Thunder rumbled again.
“Seen worse,” Jarmal drawled from under his hat.
“I doubt it,” Leonard snarled. “Captain Kelly, any word on the tunnel? Have the civvies broken through yet?”
The officer turned from the poker game. “Unknown, my lord. I twice sent men to check.” He hesitated. “But none ever returned.”
“Then send more,” the baron ordered impatiently. “Lash them together with ropes, tie bricks to their feet, but get me some information!”
“As you command, my lord,” the officer said coldly.
Then Leonard saw the faces of the sec men, the fear, the unwillingness to do the job, that fir
st fledgling trace of resentment, the brother to hate.
“Cancel that, Captain,” the youth stated, fear a knot in his belly.

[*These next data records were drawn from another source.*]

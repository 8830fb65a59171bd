use chrono::{DateTime, Utc};
use serde::Serialize;
use uuid::Uuid;

use crate::account::AccountKind;
use crate::db;
use crate::error::{Errors, LedgerError, Result};
use crate::ledger::Ledger;
use crate::money::Money;

/// A manual correction to one side of an account's running totals.
#[derive(Debug, Clone, PartialEq, Eq, Serialize)]
pub struct Adjustment {
    pub id: Uuid,
    pub account_id: Uuid,
    pub credit_amount: Option<Money>,
    pub debit_amount: Option<Money>,
    pub note: String,
    pub created_at: DateTime<Utc>,
}

impl Adjustment {
    /// Signed effect on the account's posted balance.
    pub fn net_effect(&self, kind: AccountKind) -> Money {
        kind.polarity().balance(
            self.debit_amount.unwrap_or(Money::ZERO),
            self.credit_amount.unwrap_or(Money::ZERO),
        )
    }

    fn totals(&self) -> (Money, Money) {
        (
            self.debit_amount.unwrap_or(Money::ZERO),
            self.credit_amount.unwrap_or(Money::ZERO),
        )
    }
}

/// Fields for creating or replacing an adjustment. A zero amount counts as absent.
#[derive(Debug, Clone, Default)]
pub struct AdjustmentForm {
    pub credit_amount: Option<Money>,
    pub debit_amount: Option<Money>,
    pub note: String,
}

impl AdjustmentForm {
    pub fn credit(amount: Money, note: impl Into<String>) -> Self {
        Self {
            credit_amount: Some(amount),
            debit_amount: None,
            note: note.into(),
        }
    }

    pub fn debit(amount: Money, note: impl Into<String>) -> Self {
        Self {
            credit_amount: None,
            debit_amount: Some(amount),
            note: note.into(),
        }
    }

    fn normalized(self) -> Result<Self> {
        let credit_amount = self.credit_amount.filter(|m| !m.is_zero());
        let debit_amount = self.debit_amount.filter(|m| !m.is_zero());

        let mut errors = Errors::default();
        errors.check(!self.note.trim().is_empty(), "note can't be blank");
        match (credit_amount, debit_amount) {
            (None, None) => errors.add("Adjustment must change the account balance"),
            (Some(_), Some(_)) => errors.add("Cannot have both credit amount and debit amount"),
            _ => {}
        }
        if credit_amount.is_some_and(Money::is_negative) || debit_amount.is_some_and(Money::is_negative) {
            errors.add("adjustment amount must be greater than 0");
        }
        errors.finish()?;

        Ok(Self {
            credit_amount,
            debit_amount,
            note: self.note.trim().to_string(),
        })
    }
}

impl Ledger {
    pub fn create_adjustment(&mut self, account_id: Uuid, form: AdjustmentForm) -> Result<Adjustment> {
        let form = form.normalized()?;
        let adjustment = self.db.write(|tx| {
            let mut account = db::get_account(tx, account_id)?
                .ok_or_else(|| LedgerError::not_found("account", account_id))?;
            let adjustment = Adjustment {
                id: Uuid::new_v4(),
                account_id,
                credit_amount: form.credit_amount,
                debit_amount: form.debit_amount,
                note: form.note,
                created_at: Utc::now(),
            };
            let (debits, credits) = adjustment.totals();
            account.apply(debits, credits)?;
            db::update_account_totals(tx, &account)?;
            db::insert_adjustment(tx, &adjustment)?;
            Ok(adjustment)
        })?;
        tracing::info!(
            adjustment_id = %adjustment.id,
            account_id = %account_id,
            debit = ?adjustment.debit_amount.map(|m| m.to_string()),
            credit = ?adjustment.credit_amount.map(|m| m.to_string()),
            "adjustment created"
        );
        Ok(adjustment)
    }

    pub fn get_adjustment(&self, id: Uuid) -> Result<Adjustment> {
        db::get_adjustment(self.db.conn(), id)?
            .ok_or_else(|| LedgerError::not_found("adjustment", id))
    }

    pub fn account_adjustments(&self, account_id: Uuid) -> Result<Vec<Adjustment>> {
        Ok(db::adjustments_for_account(self.db.conn(), account_id)?)
    }

    /// Replaces an adjustment, moving the account by the difference on each side.
    pub fn update_adjustment(&mut self, id: Uuid, form: AdjustmentForm) -> Result<Adjustment> {
        let form = form.normalized()?;
        let adjustment = self.db.write(|tx| {
            let mut adjustment =
                db::get_adjustment(tx, id)?.ok_or_else(|| LedgerError::not_found("adjustment", id))?;
            let mut account = db::get_account(tx, adjustment.account_id)?
                .ok_or_else(|| LedgerError::not_found("account", adjustment.account_id))?;

            let (old_debits, old_credits) = adjustment.totals();
            adjustment.credit_amount = form.credit_amount;
            adjustment.debit_amount = form.debit_amount;
            adjustment.note = form.note;
            let (new_debits, new_credits) = adjustment.totals();

            account.apply(new_debits - old_debits, new_credits - old_credits)?;
            db::update_account_totals(tx, &account)?;
            db::update_adjustment(tx, &adjustment)?;
            Ok(adjustment)
        })?;
        tracing::info!(adjustment_id = %id, "adjustment updated");
        Ok(adjustment)
    }

    /// Deletes an adjustment and fully reverses its effect.
    pub fn destroy_adjustment(&mut self, id: Uuid) -> Result<()> {
        self.db.write(|tx| {
            let adjustment =
                db::get_adjustment(tx, id)?.ok_or_else(|| LedgerError::not_found("adjustment", id))?;
            let mut account = db::get_account(tx, adjustment.account_id)?
                .ok_or_else(|| LedgerError::not_found("account", adjustment.account_id))?;
            let (debits, credits) = adjustment.totals();
            account.apply(-debits, -credits)?;
            db::update_account_totals(tx, &account)?;
            db::delete_adjustment(tx, id)?;
            Ok(())
        })?;
        tracing::info!(adjustment_id = %id, "adjustment destroyed");
        Ok(())
    }
}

Then, in forced gaiety he added, “Quartermaster, break out some wine. That’ll cut this dust from our throats. There were a couple of bottles in the trunk of my wag. Use them all! Give every man a half cup, starting with privates, then the officers. I’ll be last.”
A score of heads turned his way, tired faces showing interest, with a dash of disbelief.
“B-but, my lord,” the man stammered, rubbing his hands as if in absolution. “There won’t be enough to go around.”
“Do what you can, but the men come first,” Leonard said with a straight face.
“Three cheers for the new baron!” a private called out, and the rest took up the cry.
Eagerly, the sec men formed a line for their liquor ration, and Leonard retired to his bulletproof room. He was a fool, an idiot! One of the very first lessons he learned was to always stay on the good side of the men. Whoever had the blasters was in charge. That was a fact of life he could not afford to forget again.
And when the winds eased in force, the men could then prove their loyalty by bringing in that cursed redhead alive. How well he remembered the fierce beauty of her face and those ample, womanly curves. Starting a dynasty with the redhead had been a splendid idea of his father’s. Yeah, a very good idea. And after they were safely back in the ville across the river, his troops would burn these ruins to the ground, removing the problems of the wolves, the winged muties and the hidden weapons cache permanently. But first, he had to find the bitch.
To hell with waiting for the storm to stop. Just as soon as the winds eased in force, Leonard would unleash all of his troops and let the final hunt begin.
REEKING YELLOW WATER swirling around his patched boots, Harold slogged through the sewer of the ville, a tiny candle in his cupped hands lighting the way. A voice inside his head said a major storm had to be raging for the river water to be this high, and the hunchback was forced to cover his face in an effort not to choke on the chemical stink. Even if the acid rains didn’t reach the ville, the runoff from the mountains raised the level of the river until it flowed back into the normally dry sewers. Splashing in the wastewater, a rat scurried by, already dying from the diluted acid. There was no sewage down here. Alphaville saved its solid waste for the greenhouses.